Le premier jour, tout commence bien. On mène 4-2 contre les États-Unis, avec un but d'Agnel. Et puis Ylönen nous coûte la victoire en prenant deux mauvais buts. C'est là qu'on rate l'occasion de faire quelque chose dans ce tournoi alors qu'on en avait les moyens. Le lendemain, Michel Vallière était prêt à jouer, mais Larsson a commis selon moi l'erreur de refaire confiance à Ylönen. Et contre le Canada, à nouveau, il fait un match moyen. Un gars d'1m80 qui prend un but sur mise au jeu à hauteur d'épaule, ce n'est pas normal. Finalement, il titularise Vallière pour le match suivant, contre la Suède. Mais après avoir joué Américains et Canadiens et avec un jour de repos, il était évident qu'on allait souffrir. Vallière en prend six, dont deux sur des rebonds.

L'effet JO

Une fenêtre comme les Jeux Olympiques est très difficile à exploiter pour le hockey sur glace. Dans les clubs, on ressent un vrai engouement. On reçoit des demandes en février, mais on ne peut pas prendre de nouveaux licenciés alors que les patinoires ferment en avril. Une fois arrivé en début de saison, le gamin qui avait découvert le hockey aux JO a pu l'oublier. Un joueur qui veut faire du basket, il met une paire de godasses, il prend un ballon et il se prend pour un pro. Le même qui veut faire du hockey, il chausse des patins, il monte sur la glace et il se casse la gueule. Il y a toute une phase d'apprentissage et de patience.

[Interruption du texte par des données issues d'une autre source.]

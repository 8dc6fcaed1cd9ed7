//! LLM provider factory.
//!
//! This module creates the generation client named in the configuration and
//! injects the credential it needs.

use crate::client::LlmClient;
use crate::providers::{GeminiClient, GeminiSettings, MockLlmClient};
use docchat_core::{AppError, AppResult};
use std::sync::Arc;
use std::time::Duration;

/// Create an LLM client based on the provider name.
///
/// # Arguments
/// * `provider` - Provider identifier ("gemini", "mock")
/// * `endpoint` - Optional custom endpoint URL
/// * `api_key` - API key (required by "gemini")
/// * `timeout` - Per-request HTTP timeout
/// * `max_retries` - Retries for rate limiting and server errors
///
/// # Errors
/// Returns `AppError::Config` if the provider is unknown or its credential is missing.
pub fn create_client(
    provider: &str,
    endpoint: Option<&str>,
    api_key: Option<&str>,
    timeout: Duration,
    max_retries: u32,
) -> AppResult<Arc<dyn LlmClient>> {
    match provider.to_lowercase().as_str() {
        "gemini" => {
            let api_key = api_key.ok_or_else(|| {
                AppError::Config("Gemini provider requires API key".to_string())
            })?;
            let settings = GeminiSettings::new(api_key)
                .with_base_url(endpoint)
                .with_timeout(timeout)
                .with_max_retries(max_retries);
            Ok(Arc::new(GeminiClient::new(settings)?))
        }
        "mock" => Ok(Arc::new(MockLlmClient::new())),
        _ => Err(AppError::Config(format!("Unknown provider: {}", provider))),
    }
}
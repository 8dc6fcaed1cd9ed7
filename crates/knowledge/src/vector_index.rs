//! Vector index abstraction for document chunks.
//!
//! Defines a trait for provider-agnostic vector retrieval.

use crate::types::{IndexStats, ScoredChunk};
use docchat_core::AppResult;

/// Trait for vector index backends.
///
/// Indexes are built once and are read-only afterwards, so implementations
/// must be safe to share across request handlers.
pub trait VectorIndex: Send + Sync {
    /// Search for the top-k most similar chunks to the query embedding.
    ///
    /// Returns at most `top_k` chunks ordered by descending similarity score;
    /// equal scores keep ingestion order.
    fn search(&self, query_embedding: &[f32], top_k: usize) -> AppResult<Vec<ScoredChunk>>;

    /// Get statistics about the index.
    fn stats(&self) -> IndexStats;

    /// Number of indexed chunks.
    fn len(&self) -> usize {
        self.stats().chunks
    }

    fn is_empty(&self) -> bool {
        self.len() == 0
    }
}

Larsson et le rajeunissement manqué

Kjell Larsson amenait des jeunes jusqu'en hiver, et aux championnats du monde, il emmenait toujours les équipes d'anciens. À part Dewolf, aucun jeune n'a intégré l'équipe de France après Albertville. Mais il faut dire que Larsson jouait sa place, ce qui n'était pas mon cas en tant que cadre technique.

Avant les Mondiaux en Italie, on a fait revenir des anciens sans qui on avait très bien figuré aux Izvestia, et ils ont commencé à discuter sur des histoires de primes. On avait besoin d'un leader, on n'avait pas besoin de meneurs... J'ai dit aux joueurs : "vous venez dans ces conditions ou vous ne venez pas, on se retrouve demain avec ceux qui acceptent." Larsson a vécu 24 heures d'angoisse, je lui ai dit "T'inquiètes pas, ils reviendront tous." Et ils sont tous revenus. Il n'y en a pas eu beaucoup qui ont eu le courage de partir d'eux-mêmes comme moi à l'époque.